Perthes disease (Legg-Calvé-Perthes disease) is a paediatric hip disorder characterised by idiopathic avascular necrosis of the femoral head. It typically affects children aged 4–8 years, with a male predominance (4:1).
Pathophysiology:
The blood supply to the capital femoral epiphysis is disrupted, leading to ischaemia and subsequent necrosis of the femoral head. Over time, revascularisation occurs, but the femoral head may become deformed due to mechanical stress during weight-bearing.
Clinical features:
- Insidious onset of limp or antalgic gait
- Hip, thigh or knee pain
- Reduced range of motion, especially abduction and internal rotation
- Mild muscle wasting around the thigh
Diagnosis:
- X-ray pelvis AP and frog-leg lateral views: Early stages show increased density (sclerosis) of the femoral head; later stages reveal fragmentation, collapse, and eventual reossification.
- MRI can detect early changes before X-ray abnormalities.
Classification: The Herring lateral pillar classification assesses severity based on lateral pillar height on X-ray and predicts prognosis.

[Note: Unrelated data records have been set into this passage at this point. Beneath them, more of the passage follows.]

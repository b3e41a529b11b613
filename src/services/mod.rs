//! Application services layer - Use cases and business logic.
//!
//! Services orchestrate domain logic and infrastructure to fulfill
//! application use cases. They depend on abstractions (traits) for
//! dependency inversion.
//!
//! Every service call opens its own unit of work through the injected
//! factory and settles it before returning.

mod auth_service;
mod migration_service;
mod user_service;

pub use auth_service::{AuthResponse, AuthService, Authenticator};
pub use migration_service::MigrationService;
pub use user_service::{UserManager, UserService};

#[cfg(any(test, feature = "test-utils"))]
pub use auth_service::MockAuthService;
#[cfg(any(test, feature = "test-utils"))]
pub use user_service::MockUserService;
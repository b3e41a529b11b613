//! Argon2id password hashing.

use argon2::{
    password_hash::{
        rand_core::OsRng, Error as HashError, PasswordHash, PasswordHasher as _, PasswordVerifier,
        SaltString,
    },
    Algorithm, Argon2, Params, Version,
};

use crate::config::{DEFAULT_ARGON2_TIME_COST, MAX_ARGON2_TIME_COST, MIN_ARGON2_TIME_COST};
use crate::domain::password::{check_plaintext, PasswordError, PasswordHasher};

/// Argon2id implementation of [`PasswordHasher`].
///
/// Applies the same input limits as bcrypt so callers see one contract.
#[derive(Debug, Clone)]
pub struct Argon2Hasher {
    params: Params,
}

impl Argon2Hasher {
    /// Create a hasher; a time cost outside 1..=10 falls back to the default.
    pub fn new(time_cost: u32) -> Self {
        let time_cost = if (MIN_ARGON2_TIME_COST..=MAX_ARGON2_TIME_COST).contains(&time_cost) {
            time_cost
        } else {
            tracing::warn!(
                time_cost,
                default = DEFAULT_ARGON2_TIME_COST,
                "argon2 time cost out of range, using default"
            );
            DEFAULT_ARGON2_TIME_COST
        };

        let params = Params::new(
            Params::DEFAULT_M_COST,
            time_cost,
            Params::DEFAULT_P_COST,
            None,
        )
        .unwrap_or_default();

        Self { params }
    }

    pub fn time_cost(&self) -> u32 {
        self.params.t_cost()
    }

    #[inline]
    fn argon2(&self) -> Argon2<'static> {
        Argon2::new(Algorithm::Argon2id, Version::V0x13, self.params.clone())
    }
}

impl Default for Argon2Hasher {
    fn default() -> Self {
        Self::new(DEFAULT_ARGON2_TIME_COST)
    }
}

impl PasswordHasher for Argon2Hasher {
    fn hash(&self, plain: &str) -> Result<String, PasswordError> {
        check_plaintext(plain)?;

        let salt = SaltString::generate(&mut OsRng);
        self.argon2()
            .hash_password(plain.as_bytes(), &salt)
            .map(|hash| hash.to_string())
            .map_err(|e| PasswordError::Hash(e.to_string()))
    }

    fn verify(&self, hash: &str, plain: &str) -> Result<(), PasswordError> {
        if hash.is_empty() {
            return Err(PasswordError::HashEmpty);
        }
        check_plaintext(plain)?;

        let parsed =
            PasswordHash::new(hash).map_err(|e| PasswordError::Verification(e.to_string()))?;
        // A PHC string may parse without carrying any hash output
        if parsed.hash.is_none() {
            return Err(PasswordError::Verification(
                "stored hash has no output".to_string(),
            ));
        }

        // Parameters are read from the stored hash, not from self
        match self.argon2().verify_password(plain.as_bytes(), &parsed) {
            Ok(()) => Ok(()),
            Err(HashError::Password) => Err(PasswordError::Mismatch),
            Err(e) => Err(PasswordError::Verification(e.to_string())),
        }
    }
}

#[cfg(test)]
mod tests {
    use super::*;

    fn fast() -> Argon2Hasher {
        Argon2Hasher::new(MIN_ARGON2_TIME_COST)
    }

    #[test]
    fn test_hash_and_verify() {
        let hasher = fast();
        let hash = hasher.hash("SecurePassword123!").unwrap();

        assert!(hash.starts_with("$argon2id$"));
        assert!(hasher.verify(&hash, "SecurePassword123!").is_ok());
    }

    #[test]
    fn test_mismatch() {
        let hasher = fast();
        let hash = hasher.hash("SecurePassword123!").unwrap();
        assert_eq!(
            hasher.verify(&hash, "WrongPassword123"),
            Err(PasswordError::Mismatch)
        );
    }

    #[test]
    fn test_malformed_hash() {
        assert!(matches!(
            fast().verify("$argon2id$broken", "whatever"),
            Err(PasswordError::Verification(_))
        ));
        assert!(matches!(
            fast().verify("not a phc string", "whatever"),
            Err(PasswordError::Verification(_))
        ));
    }

    #[test]
    fn test_truncated_hash_is_not_a_mismatch() {
        let hasher = fast();
        let hash = hasher.hash("SecurePassword123!").unwrap();
        // Drop the salt and hash segments, keep the parameters
        let truncated = hash.rsplitn(3, '$').last().unwrap();

        assert!(matches!(
            hasher.verify(truncated, "SecurePassword123!"),
            Err(PasswordError::Verification(_))
        ));
    }

    #[test]
    fn test_limits_shared_with_bcrypt() {
        let hasher = fast();
        assert_eq!(hasher.hash(""), Err(PasswordError::EmptyPassword));
        assert_eq!(
            hasher.hash(&"p".repeat(73)),
            Err(PasswordError::PasswordTooLong)
        );
        assert_eq!(hasher.verify("", "secret"), Err(PasswordError::HashEmpty));
    }

    #[test]
    fn test_time_cost_clamped() {
        assert_eq!(Argon2Hasher::new(0).time_cost(), DEFAULT_ARGON2_TIME_COST);
        assert_eq!(Argon2Hasher::new(99).time_cost(), DEFAULT_ARGON2_TIME_COST);
        assert_eq!(Argon2Hasher::new(3).time_cost(), 3);
    }
}
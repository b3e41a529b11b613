//! Startup schema migration and admin bootstrap.

use std::sync::Arc;

use super::UserService;
use crate::domain::AdminBootstrap;
use crate::errors::AppResult;
use crate::infra::{settle, UnitOfWorkFactory};

/// Brings the schema up to date, then makes sure the initial admin exists.
pub struct MigrationService {
    factory: Arc<dyn UnitOfWorkFactory>,
    users: Arc<dyn UserService>,
    admin: Option<AdminBootstrap>,
}

impl MigrationService {
    pub fn new(
        factory: Arc<dyn UnitOfWorkFactory>,
        users: Arc<dyn UserService>,
        admin: Option<AdminBootstrap>,
    ) -> Self {
        Self {
            factory,
            users,
            admin,
        }
    }

    /// Any failure here should stop the process.
    pub async fn run(&self) -> AppResult<()> {
        let uow = self.factory.begin().await?;
        let outcome = uow.users().migrate().await;
        settle(uow, outcome).await?;
        tracing::info!("Database schema is up to date");

        match &self.admin {
            Some(admin) => self.users.create_initial_admin(admin).await?,
            None => tracing::warn!("ADMIN_EMAIL not set, skipping initial admin"),
        }

        Ok(())
    }
}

Perthes disease - both femoral epiphyses show extensive destruction, the acetabula are deformed © Radiopaedia

Perthes disease - bilateral disease. © Radiopaedia
Treatment principles:
- Aim to maintain femoral head sphericity and containment within the acetabulum during healing.
- Conservative management includes activity modification, analgesia, physiotherapy focusing on maintaining hip range of motion.
- Orthoses (e.g., Scottish Rite brace) or surgical containment procedures (varus osteotomy) may be indicated in moderate to severe cases.
- Prognosis depends on age at onset and extent of femoral head involvement; younger children generally have better outcomes.